RECORDS: Begin

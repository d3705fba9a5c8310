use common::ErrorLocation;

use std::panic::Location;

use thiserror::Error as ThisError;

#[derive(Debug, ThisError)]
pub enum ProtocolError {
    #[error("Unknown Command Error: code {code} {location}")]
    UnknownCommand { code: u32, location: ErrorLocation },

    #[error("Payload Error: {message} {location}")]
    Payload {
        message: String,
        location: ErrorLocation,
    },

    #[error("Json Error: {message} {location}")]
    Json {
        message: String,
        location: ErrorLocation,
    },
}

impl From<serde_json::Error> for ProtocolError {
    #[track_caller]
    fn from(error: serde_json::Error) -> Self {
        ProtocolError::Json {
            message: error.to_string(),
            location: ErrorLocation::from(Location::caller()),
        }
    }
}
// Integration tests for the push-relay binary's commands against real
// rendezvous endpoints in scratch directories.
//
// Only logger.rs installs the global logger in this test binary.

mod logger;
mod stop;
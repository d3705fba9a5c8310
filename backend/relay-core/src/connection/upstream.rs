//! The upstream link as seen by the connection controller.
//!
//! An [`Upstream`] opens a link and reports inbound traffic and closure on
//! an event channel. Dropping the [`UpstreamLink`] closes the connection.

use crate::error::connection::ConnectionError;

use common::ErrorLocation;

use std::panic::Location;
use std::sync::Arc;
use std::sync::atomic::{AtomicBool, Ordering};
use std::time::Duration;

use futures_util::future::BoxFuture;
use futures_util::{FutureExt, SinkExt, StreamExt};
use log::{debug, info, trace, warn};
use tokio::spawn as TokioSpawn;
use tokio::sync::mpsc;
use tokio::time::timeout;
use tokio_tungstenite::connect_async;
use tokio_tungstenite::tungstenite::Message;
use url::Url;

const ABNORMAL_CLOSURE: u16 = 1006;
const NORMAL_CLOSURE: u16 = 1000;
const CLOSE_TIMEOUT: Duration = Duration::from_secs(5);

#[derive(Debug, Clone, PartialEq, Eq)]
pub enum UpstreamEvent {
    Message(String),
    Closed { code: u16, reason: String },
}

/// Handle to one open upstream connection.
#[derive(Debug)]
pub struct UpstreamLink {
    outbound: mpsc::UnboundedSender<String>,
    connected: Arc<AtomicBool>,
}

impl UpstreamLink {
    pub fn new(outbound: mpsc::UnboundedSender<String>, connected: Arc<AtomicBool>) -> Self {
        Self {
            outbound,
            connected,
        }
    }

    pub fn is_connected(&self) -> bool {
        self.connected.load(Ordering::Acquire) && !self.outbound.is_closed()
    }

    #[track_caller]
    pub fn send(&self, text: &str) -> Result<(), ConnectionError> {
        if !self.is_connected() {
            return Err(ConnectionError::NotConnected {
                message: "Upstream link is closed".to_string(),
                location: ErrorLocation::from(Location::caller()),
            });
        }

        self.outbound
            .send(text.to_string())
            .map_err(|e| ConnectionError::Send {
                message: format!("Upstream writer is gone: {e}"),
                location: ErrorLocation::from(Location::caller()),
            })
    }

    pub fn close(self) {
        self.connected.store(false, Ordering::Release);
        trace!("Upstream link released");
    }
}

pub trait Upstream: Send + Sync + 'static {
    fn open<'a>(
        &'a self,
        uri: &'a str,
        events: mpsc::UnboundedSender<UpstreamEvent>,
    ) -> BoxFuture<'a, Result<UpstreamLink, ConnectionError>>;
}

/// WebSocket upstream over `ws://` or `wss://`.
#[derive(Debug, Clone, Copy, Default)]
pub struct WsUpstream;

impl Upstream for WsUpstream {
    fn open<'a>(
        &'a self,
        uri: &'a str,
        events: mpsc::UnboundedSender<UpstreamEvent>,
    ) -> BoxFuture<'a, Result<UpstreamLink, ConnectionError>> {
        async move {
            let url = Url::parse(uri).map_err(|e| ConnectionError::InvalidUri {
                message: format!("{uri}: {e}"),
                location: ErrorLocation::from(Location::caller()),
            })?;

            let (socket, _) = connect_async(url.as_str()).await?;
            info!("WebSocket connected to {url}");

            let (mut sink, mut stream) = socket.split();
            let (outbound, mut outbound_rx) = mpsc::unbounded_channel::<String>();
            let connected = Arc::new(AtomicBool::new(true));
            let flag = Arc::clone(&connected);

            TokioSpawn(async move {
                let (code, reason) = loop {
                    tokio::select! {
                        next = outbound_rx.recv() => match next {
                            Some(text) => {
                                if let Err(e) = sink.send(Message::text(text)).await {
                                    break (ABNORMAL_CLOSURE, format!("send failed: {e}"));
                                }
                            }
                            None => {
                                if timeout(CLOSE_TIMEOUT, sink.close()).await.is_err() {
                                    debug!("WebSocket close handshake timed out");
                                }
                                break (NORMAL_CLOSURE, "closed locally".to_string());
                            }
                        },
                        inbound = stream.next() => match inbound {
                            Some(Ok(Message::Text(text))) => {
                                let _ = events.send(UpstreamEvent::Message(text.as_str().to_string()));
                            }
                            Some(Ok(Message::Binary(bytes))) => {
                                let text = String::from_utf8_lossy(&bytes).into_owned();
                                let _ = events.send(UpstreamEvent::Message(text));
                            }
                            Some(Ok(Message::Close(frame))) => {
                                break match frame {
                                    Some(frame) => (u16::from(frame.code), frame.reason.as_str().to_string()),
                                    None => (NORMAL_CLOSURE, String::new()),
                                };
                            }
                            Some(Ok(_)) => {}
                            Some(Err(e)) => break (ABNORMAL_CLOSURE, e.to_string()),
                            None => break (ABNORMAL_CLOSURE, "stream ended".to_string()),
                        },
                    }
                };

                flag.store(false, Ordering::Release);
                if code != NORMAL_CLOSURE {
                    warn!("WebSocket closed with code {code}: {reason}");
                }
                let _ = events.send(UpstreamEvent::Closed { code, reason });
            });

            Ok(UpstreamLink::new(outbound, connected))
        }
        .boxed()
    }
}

RECORDS: End
RECORDS: Begin

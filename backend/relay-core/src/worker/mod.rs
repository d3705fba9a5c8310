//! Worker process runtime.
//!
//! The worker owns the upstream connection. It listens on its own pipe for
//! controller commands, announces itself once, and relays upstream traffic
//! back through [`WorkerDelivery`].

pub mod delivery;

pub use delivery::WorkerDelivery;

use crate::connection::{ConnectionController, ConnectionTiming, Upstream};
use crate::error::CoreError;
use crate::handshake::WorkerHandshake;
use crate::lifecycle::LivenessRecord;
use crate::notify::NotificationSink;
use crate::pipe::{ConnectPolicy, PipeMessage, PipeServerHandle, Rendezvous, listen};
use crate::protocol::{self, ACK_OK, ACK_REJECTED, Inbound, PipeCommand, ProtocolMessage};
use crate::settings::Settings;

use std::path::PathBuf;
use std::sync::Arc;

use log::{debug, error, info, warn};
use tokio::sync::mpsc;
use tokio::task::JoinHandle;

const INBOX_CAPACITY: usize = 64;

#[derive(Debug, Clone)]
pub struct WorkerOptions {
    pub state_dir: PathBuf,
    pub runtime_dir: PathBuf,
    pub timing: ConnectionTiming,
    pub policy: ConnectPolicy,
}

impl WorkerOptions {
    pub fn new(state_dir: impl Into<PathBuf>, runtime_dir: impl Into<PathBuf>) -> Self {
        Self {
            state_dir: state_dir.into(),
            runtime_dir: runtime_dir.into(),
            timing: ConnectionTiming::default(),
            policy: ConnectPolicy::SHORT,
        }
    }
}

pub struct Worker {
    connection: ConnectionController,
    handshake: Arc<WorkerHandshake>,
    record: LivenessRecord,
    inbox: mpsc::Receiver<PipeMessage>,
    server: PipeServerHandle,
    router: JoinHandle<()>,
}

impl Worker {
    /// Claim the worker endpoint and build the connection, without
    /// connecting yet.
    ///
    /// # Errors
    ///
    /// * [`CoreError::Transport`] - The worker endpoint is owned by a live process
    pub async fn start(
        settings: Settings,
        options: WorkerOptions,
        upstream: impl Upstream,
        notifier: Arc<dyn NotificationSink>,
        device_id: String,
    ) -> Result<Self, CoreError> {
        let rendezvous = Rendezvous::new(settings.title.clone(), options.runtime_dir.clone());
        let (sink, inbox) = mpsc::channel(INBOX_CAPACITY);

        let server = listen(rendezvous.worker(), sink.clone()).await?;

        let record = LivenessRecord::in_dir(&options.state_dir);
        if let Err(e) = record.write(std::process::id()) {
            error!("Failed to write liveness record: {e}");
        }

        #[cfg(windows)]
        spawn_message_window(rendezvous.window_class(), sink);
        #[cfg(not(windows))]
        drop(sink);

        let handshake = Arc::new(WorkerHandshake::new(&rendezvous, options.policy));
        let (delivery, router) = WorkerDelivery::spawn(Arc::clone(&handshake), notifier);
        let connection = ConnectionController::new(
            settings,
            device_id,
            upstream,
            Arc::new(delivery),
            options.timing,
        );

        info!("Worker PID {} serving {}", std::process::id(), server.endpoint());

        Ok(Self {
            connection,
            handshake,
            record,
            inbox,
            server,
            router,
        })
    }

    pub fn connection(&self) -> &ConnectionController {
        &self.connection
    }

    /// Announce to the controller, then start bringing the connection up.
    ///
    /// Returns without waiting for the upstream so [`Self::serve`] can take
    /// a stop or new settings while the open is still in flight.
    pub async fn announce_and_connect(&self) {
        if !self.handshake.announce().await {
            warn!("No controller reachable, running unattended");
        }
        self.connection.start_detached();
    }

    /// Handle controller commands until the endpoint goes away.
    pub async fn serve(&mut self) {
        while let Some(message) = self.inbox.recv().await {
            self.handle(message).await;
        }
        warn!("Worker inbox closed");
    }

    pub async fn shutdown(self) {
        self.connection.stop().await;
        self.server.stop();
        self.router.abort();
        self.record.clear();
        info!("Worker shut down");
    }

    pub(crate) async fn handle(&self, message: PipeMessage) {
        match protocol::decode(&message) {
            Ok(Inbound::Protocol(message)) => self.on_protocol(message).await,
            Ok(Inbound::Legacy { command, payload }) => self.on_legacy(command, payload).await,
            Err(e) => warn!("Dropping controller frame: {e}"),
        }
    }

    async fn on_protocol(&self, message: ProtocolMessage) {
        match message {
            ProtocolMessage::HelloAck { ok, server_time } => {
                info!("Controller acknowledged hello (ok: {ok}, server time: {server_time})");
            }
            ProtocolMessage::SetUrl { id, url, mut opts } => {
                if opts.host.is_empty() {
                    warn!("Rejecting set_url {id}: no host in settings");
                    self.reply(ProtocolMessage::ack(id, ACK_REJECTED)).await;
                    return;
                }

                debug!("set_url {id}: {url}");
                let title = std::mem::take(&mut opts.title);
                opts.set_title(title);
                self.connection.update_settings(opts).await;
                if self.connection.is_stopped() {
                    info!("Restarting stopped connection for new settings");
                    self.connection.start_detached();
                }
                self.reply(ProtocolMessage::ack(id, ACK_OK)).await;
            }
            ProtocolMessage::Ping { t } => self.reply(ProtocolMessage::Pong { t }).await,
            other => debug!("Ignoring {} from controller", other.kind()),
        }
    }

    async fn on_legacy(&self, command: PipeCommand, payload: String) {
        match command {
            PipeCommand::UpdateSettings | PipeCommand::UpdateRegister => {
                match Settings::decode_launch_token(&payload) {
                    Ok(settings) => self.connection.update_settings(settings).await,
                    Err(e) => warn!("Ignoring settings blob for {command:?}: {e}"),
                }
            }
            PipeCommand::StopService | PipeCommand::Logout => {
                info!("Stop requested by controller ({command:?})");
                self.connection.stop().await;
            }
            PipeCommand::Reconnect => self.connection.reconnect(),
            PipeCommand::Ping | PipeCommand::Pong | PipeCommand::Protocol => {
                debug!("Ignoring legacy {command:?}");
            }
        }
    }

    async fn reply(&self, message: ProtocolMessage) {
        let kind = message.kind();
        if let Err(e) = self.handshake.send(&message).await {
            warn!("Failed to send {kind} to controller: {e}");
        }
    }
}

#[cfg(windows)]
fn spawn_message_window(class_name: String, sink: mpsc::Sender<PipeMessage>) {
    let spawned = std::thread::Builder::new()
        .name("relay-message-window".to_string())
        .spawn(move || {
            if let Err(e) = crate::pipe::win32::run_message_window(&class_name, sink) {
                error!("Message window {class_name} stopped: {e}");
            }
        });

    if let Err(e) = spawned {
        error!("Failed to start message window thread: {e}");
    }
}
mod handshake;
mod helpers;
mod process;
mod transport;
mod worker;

RECORDS: End

__TASK STATEMENT__.
In the records, which lines use the word "NotificationSink"? Report them.

__ANSWER SPACE__.
use crate::notify::NotificationSink;
        notifier: Arc<dyn NotificationSink>,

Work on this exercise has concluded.